EXERCISE PROMPT:
Write out the data in full, exactly as shown.

Stored data:
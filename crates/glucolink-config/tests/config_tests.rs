// SPDX-FileCopyrightText: 2026 Glucolink Contributors
// SPDX-License-Identifier: MIT OR Apache-2.0

//! Integration tests for the glucolink configuration system.

use glucolink_config::diagnostic::ConfigError;
use glucolink_config::model::GlucolinkConfig;
use glucolink_config::{load_and_validate_str, load_config_from_str};

#[test]
fn valid_toml_deserializes() {
    let toml = r#"
[agent]
log_level = "debug"

[freshness]
placeholder_value = 39.0
cutoff_secs = 600
default_source = "llu"

[llu]
base_url_template = "http://127.0.0.1:9000/{region}"
default_region = "us"
default_poll_interval_secs = 30
max_redirects = 3
token_refresh_threshold_days = 2
request_timeout_secs = 10

[storage]
settings_dir = "/tmp/glucolink"
"#;

    let config = load_config_from_str(toml).expect("valid TOML should deserialize");
    assert_eq!(config.agent.log_level, "debug");
    assert_eq!(config.freshness.placeholder_value, 39.0);
    assert_eq!(config.freshness.cutoff_secs, 600);
    assert_eq!(config.freshness.default_source.as_deref(), Some("llu"));
    assert_eq!(config.llu.base_url("de"), "http://127.0.0.1:9000/de");
    assert_eq!(config.llu.default_region, "us");
    assert_eq!(config.llu.default_poll_interval_secs, 30);
    assert_eq!(config.llu.max_redirects, 3);
    assert_eq!(config.llu.token_refresh_threshold_days, 2);
    assert_eq!(config.llu.request_timeout_secs, 10);
    assert_eq!(config.storage.settings_dir, "/tmp/glucolink");
    // Unset keys keep their defaults.
    assert_eq!(config.llu.product, "llu.ios");
}

#[test]
fn empty_toml_uses_defaults() {
    let config = load_config_from_str("").expect("empty config is valid");
    let defaults = GlucolinkConfig::default();
    assert_eq!(config.freshness.cutoff_secs, defaults.freshness.cutoff_secs);
    assert_eq!(config.llu.base_url_template, defaults.llu.base_url_template);
}

#[test]
fn unknown_field_is_rejected_with_suggestion() {
    let toml = r#"
[freshness]
cutof_secs = 10
"#;
    let errors = load_and_validate_str(toml).expect_err("should reject unknown field");
    let suggestion = errors.iter().find_map(|e| match e {
        ConfigError::UnknownKey { suggestion, .. } => suggestion.clone(),
        _ => None,
    });
    assert_eq!(suggestion.as_deref(), Some("cutoff_secs"));
}

#[test]
fn unknown_section_is_rejected() {
    let errors = load_and_validate_str("[nightscout]\nurl = \"x\"\n").expect_err("unknown section");
    assert!(
        errors
            .iter()
            .any(|e| matches!(e, ConfigError::UnknownKey { key, .. } if key == "nightscout"))
    );
}

#[test]
fn wrong_type_is_reported() {
    let errors = load_and_validate_str("[freshness]\ncutoff_secs = \"soon\"\n")
        .expect_err("string for integer");
    assert!(
        errors
            .iter()
            .any(|e| matches!(e, ConfigError::InvalidType { .. })),
        "got: {errors:?}"
    );
}

#[test]
fn semantic_validation_runs_after_parsing() {
    let errors = load_and_validate_str("[freshness]\ncutoff_secs = 0\n").expect_err("zero cutoff");
    assert!(
        errors
            .iter()
            .any(|e| matches!(e, ConfigError::Validation { message } if message.contains("cutoff_secs")))
    );
}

RESPONSE TO THE EXERCISE:
filename crates/glucolink-config/tests/config_tests.rs
// SPDX-FileCopyrightText: 2026 Glucolink Contributors
// SPDX-License-Identifier: MIT OR Apache-2.0

//! Integration tests for the glucolink configuration system.

use glucolink_config::diagnostic::ConfigError;
use glucolink_config::model::GlucolinkConfig;
use glucolink_config::{load_and_validate_str, load_config_from_str};

#[test]
fn valid_toml_deserializes() {
    let toml = r#"
[agent]
log_level = "debug"

[freshness]
placeholder_value = 39.0
cutoff_secs = 600
default_source = "llu"

[llu]
base_url_template = "http://127.0.0.1:9000/{region}"
default_region = "us"
default_poll_interval_secs = 30
max_redirects = 3
token_refresh_threshold_days = 2
request_timeout_secs = 10

[storage]
settings_dir = "/tmp/glucolink"
"#;

    let config = load_config_from_str(toml).expect("valid TOML should deserialize");
    assert_eq!(config.agent.log_level, "debug");
    assert_eq!(config.freshness.placeholder_value, 39.0);
    assert_eq!(config.freshness.cutoff_secs, 600);
    assert_eq!(config.freshness.default_source.as_deref(), Some("llu"));
    assert_eq!(config.llu.base_url("de"), "http://127.0.0.1:9000/de");
    assert_eq!(config.llu.default_region, "us");
    assert_eq!(config.llu.default_poll_interval_secs, 30);
    assert_eq!(config.llu.max_redirects, 3);
    assert_eq!(config.llu.token_refresh_threshold_days, 2);
    assert_eq!(config.llu.request_timeout_secs, 10);
    assert_eq!(config.storage.settings_dir, "/tmp/glucolink");
    // Unset keys keep their defaults.
    assert_eq!(config.llu.product, "llu.ios");
}

#[test]
fn empty_toml_uses_defaults() {
    let config = load_config_from_str("").expect("empty config is valid");
    let defaults = GlucolinkConfig::default();
    assert_eq!(config.freshness.cutoff_secs, defaults.freshness.cutoff_secs);
    assert_eq!(config.llu.base_url_template, defaults.llu.base_url_template);
}

#[test]
fn unknown_field_is_rejected_with_suggestion() {
    let toml = r#"
[freshness]
cutof_secs = 10
"#;
    let errors = load_and_validate_str(toml).expect_err("should reject unknown field");
    let suggestion = errors.iter().find_map(|e| match e {
        ConfigError::UnknownKey { suggestion, .. } => suggestion.clone(),
        _ => None,
    });
    assert_eq!(suggestion.as_deref(), Some("cutoff_secs"));
}

#[test]
fn unknown_section_is_rejected() {
    let errors = load_and_validate_str("[nightscout]\nurl = \"x\"\n").expect_err("unknown section");
    assert!(
        errors
            .iter()
            .any(|e| matches!(e, ConfigError::UnknownKey { key, .. } if key == "nightscout"))
    );
}

#[test]
fn wrong_type_is_reported() {
    let errors = load_and_validate_str("[freshness]\ncutoff_secs = \"soon\"\n")
        .expect_err("string for integer");
    assert!(
        errors
            .iter()
            .any(|e| matches!(e, ConfigError::InvalidType { .. })),
        "got: {errors:?}"
    );
}

#[test]
fn semantic_validation_runs_after_parsing() {
    let errors = load_and_validate_str("[freshness]\ncutoff_secs = 0\n").expect_err("zero cutoff");
    assert!(
        errors
            .iter()
            .any(|e| matches!(e, ConfigError::Validation { message } if message.contains("cutoff_secs")))
    );
}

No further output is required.